The funded projects focus on economically and environmentally important issues in the Massachusetts coastal environment, including mortality of striped bass in the recreational fishery, the design of sustainable shorelines using traditional ecological knowledge, aquaculture grow-out methods, barnacle biofouling on oyster farms, and hypoxia in Cape Cod Bay.

"Woods Hole Sea Grant prides itself on supporting the research needs of communities in Massachusetts," says Woods Hole Sea Grant (WHSG) Director Matt Charette. "Each funding cycle, our research priorities are developed through surveys of impacted communities in the Commonwealth, allowing us to nimbly respond to and prioritize important emerging coastal issues.”

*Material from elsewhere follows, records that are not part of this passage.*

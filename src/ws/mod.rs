//! WebSocket client library
//!
//! Provides a reusable WebSocket client with automatic reconnection,
//! ping/pong handling, idle receive timeouts, and exponential backoff.

mod client;
mod types;

pub use client::WsClient;
pub use types::{Backoff, WsConfig, WsError, WsMessage};
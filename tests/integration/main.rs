//! Integration tests for poly-engine

mod support;

mod dispatcher_test;
mod engine_test;
mod execution_test;
mod risk_test;
mod store_test;
//! Risk management types

use chrono::{DateTime, NaiveDate, Utc};
use rust_decimal::Decimal;
use serde::{Deserialize, Serialize};
use thiserror::Error;

/// Reason for a trading halt
#[derive(Debug, Clone, PartialEq, Eq, Serialize, Deserialize)]
pub enum HaltReason {
    /// Daily loss reached the drawdown ceiling
    DailyDrawdown(Decimal),
    /// Too many losing trades in a row
    ConsecutiveLosses(u32),
}

/// An active halt; expires on its own
#[derive(Debug, Clone, PartialEq, Eq, Serialize, Deserialize)]
pub struct Halt {
    pub reason: HaltReason,
    pub expires_at: DateTime<Utc>,
    /// Cleared by the daily reset as well as by expiry
    pub daily: bool,
}

/// Why a proposed trade was refused
#[derive(Debug, Clone, PartialEq, Eq, Error)]
pub enum RiskRejection {
    /// Trading has been halted
    #[error("trading halted until {until}: {reason:?}")]
    Halted {
        reason: HaltReason,
        until: DateTime<Utc>,
    },
    /// Capital below the absolute floor
    #[error("capital {0} below minimum")]
    InsufficientCapital(Decimal),
    /// Daily drawdown breached; a halt was started
    #[error("daily drawdown {0} breached")]
    DailyDrawdown(Decimal),
    /// Loss streak breached; a halt was started
    #[error("{0} consecutive losses")]
    LossStreak(u32),
    /// Proposed size above the usable share of capital
    #[error("size {size} exceeds usable capital {usable}")]
    ExceedsCapital { size: Decimal, usable: Decimal },
    /// Position size exceeds limit
    #[error("size {size} exceeds max position {max}")]
    PositionTooLarge { size: Decimal, max: Decimal },
    /// Post-trade heat above the ceiling
    #[error("heat {heat} would exceed ceiling {ceiling}")]
    HeatExceeded { heat: Decimal, ceiling: Decimal },
    /// Post-trade exposure to one market above the limit
    #[error("market {market} exposure {exposure} would exceed {limit}")]
    MarketExposure {
        market: String,
        exposure: Decimal,
        limit: Decimal,
    },
}

impl RiskRejection {
    /// Halts and the checks that start them
    pub fn is_circuit_breaker(&self) -> bool {
        matches!(
            self,
            RiskRejection::Halted { .. }
                | RiskRejection::DailyDrawdown(_)
                | RiskRejection::LossStreak(_)
        )
    }

    /// Short label for logs and metrics
    pub fn kind(&self) -> &'static str {
        match self {
            RiskRejection::Halted { .. } => "halted",
            RiskRejection::InsufficientCapital(_) => "insufficient_capital",
            RiskRejection::DailyDrawdown(_) => "daily_drawdown",
            RiskRejection::LossStreak(_) => "loss_streak",
            RiskRejection::ExceedsCapital { .. } => "exceeds_capital",
            RiskRejection::PositionTooLarge { .. } => "position_too_large",
            RiskRejection::HeatExceeded { .. } => "heat",
            RiskRejection::MarketExposure { .. } => "market_exposure",
        }
    }
}

/// Answer to a pre-trade check
#[derive(Debug, Clone, PartialEq, Eq)]
pub struct TradeApproval {
    pub allowed: bool,
    /// Largest order value the position-size limit permits right now
    pub max_allowed_size: Decimal,
    pub reason: Option<RiskRejection>,
}

impl TradeApproval {
    pub fn approve(max_allowed_size: Decimal) -> Self {
        Self {
            allowed: true,
            max_allowed_size,
            reason: None,
        }
    }

    pub fn reject(reason: RiskRejection, max_allowed_size: Decimal) -> Self {
        Self {
            allowed: false,
            max_allowed_size,
            reason: Some(reason),
        }
    }
}

/// Point-in-time view of risk state
#[derive(Debug, Clone, PartialEq, Serialize)]
pub struct RiskSnapshot {
    pub capital: Decimal,
    pub total_exposure: Decimal,
    pub heat: Decimal,
    pub daily_pnl: Decimal,
    pub trades_today: u32,
    pub wins_today: u32,
    pub losses_today: u32,
    pub consecutive_losses: u32,
    pub halt: Option<Halt>,
}

/// End-of-day report, produced before the counters reset
#[derive(Debug, Clone, PartialEq, Serialize)]
pub struct DailySummary {
    pub date: NaiveDate,
    pub trades: u32,
    pub wins: u32,
    pub losses: u32,
    pub win_rate: Decimal,
    pub pnl: Decimal,
    pub roi: Decimal,
    pub start_capital: Decimal,
    pub end_capital: Decimal,
}
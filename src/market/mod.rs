//! Market discovery module
//!
//! Finds live 15-minute up/down markets via the Gamma API and serves them
//! through a short-TTL cache.

mod cache;
mod gamma;

pub use cache::CachedMarketFeed;
pub use gamma::{window_start, GammaClient, GammaConfig};

use async_trait::async_trait;
use chrono::{DateTime, Duration, Utc};
use rust_decimal::Decimal;
use serde::{Deserialize, Serialize};
use std::fmt;

/// One side of a binary up/down market
#[derive(Debug, Clone, Copy, PartialEq, Eq, Hash, Serialize, Deserialize)]
#[serde(rename_all = "UPPERCASE")]
pub enum Outcome {
    Up,
    Down,
}

impl Outcome {
    pub fn opposite(&self) -> Self {
        match self {
            Outcome::Up => Outcome::Down,
            Outcome::Down => Outcome::Up,
        }
    }

    pub fn as_str(&self) -> &'static str {
        match self {
            Outcome::Up => "UP",
            Outcome::Down => "DOWN",
        }
    }
}

impl fmt::Display for Outcome {
    fn fmt(&self, f: &mut fmt::Formatter<'_>) -> fmt::Result {
        f.write_str(self.as_str())
    }
}

/// A live 15-minute up/down market as last fetched
///
/// Immutable once fetched; a newer fetch replaces it.
#[derive(Debug, Clone, PartialEq, Serialize, Deserialize)]
pub struct MarketSnapshot {
    /// Condition identifier
    pub market_id: String,
    /// Underlying asset symbol, upper case (e.g. "BTC")
    pub asset: String,
    pub up_token_id: String,
    pub down_token_id: String,
    pub up_price: Decimal,
    pub down_price: Decimal,
    /// Settlement time
    pub end_time: DateTime<Utc>,
    /// Combinatorial (negative-risk) market flag
    pub neg_risk: bool,
    pub tick_size: Decimal,
}

impl MarketSnapshot {
    pub fn token_for(&self, outcome: Outcome) -> &str {
        match outcome {
            Outcome::Up => &self.up_token_id,
            Outcome::Down => &self.down_token_id,
        }
    }

    pub fn price_for(&self, outcome: Outcome) -> Decimal {
        match outcome {
            Outcome::Up => self.up_price,
            Outcome::Down => self.down_price,
        }
    }

    /// Which side a token belongs to, if it belongs to this market
    pub fn outcome_of(&self, token_id: &str) -> Option<Outcome> {
        if token_id == self.up_token_id {
            Some(Outcome::Up)
        } else if token_id == self.down_token_id {
            Some(Outcome::Down)
        } else {
            None
        }
    }

    pub fn time_to_expiry(&self, now: DateTime<Utc>) -> Duration {
        self.end_time - now
    }
}

/// Trait for live market sources
#[async_trait]
pub trait MarketFeed: Send + Sync {
    /// Currently tradeable markets, optionally limited to one asset
    async fn fetch_live_markets(
        &self,
        asset_filter: Option<&str>,
    ) -> anyhow::Result<Vec<MarketSnapshot>>;
}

Each funded project includes a plan to share their findings with those impacted communities, ensuring that WHSG-funded research results are provided to those who will directly benefit from the newly gained knowledge.

There are five two-year awards representing a total anticipated research investment of over $1.5 million through a combination of federal and non-federal matching sources. The 2022-2023 research projects are:

Striped bass catch and release
Photo by A. Burr

Stripers on the Line: Quantifying short-term post-release activity, behavior and mortality of striped bass (Morone saxatilis) in the Massachusetts recreational fishery
Striped bass is one of the most popular and valuable recreational fisheries along the United States East Coast. Recent estimates suggest that in Massachusetts, more than half of all recreational sportfishing is for striped bass, and nearly 95 percent of striped bass caught are released, yet little is known about the fate of fish after release. Working in partnership with recreational anglers, Drs. Andy Danylchuk and Lucas Griffin of the University of Massachusetts Amherst will quantify the short-term activity patterns, behavior, and mortality of striped bass across a range of angling techniques, environmental settings, and life history stages.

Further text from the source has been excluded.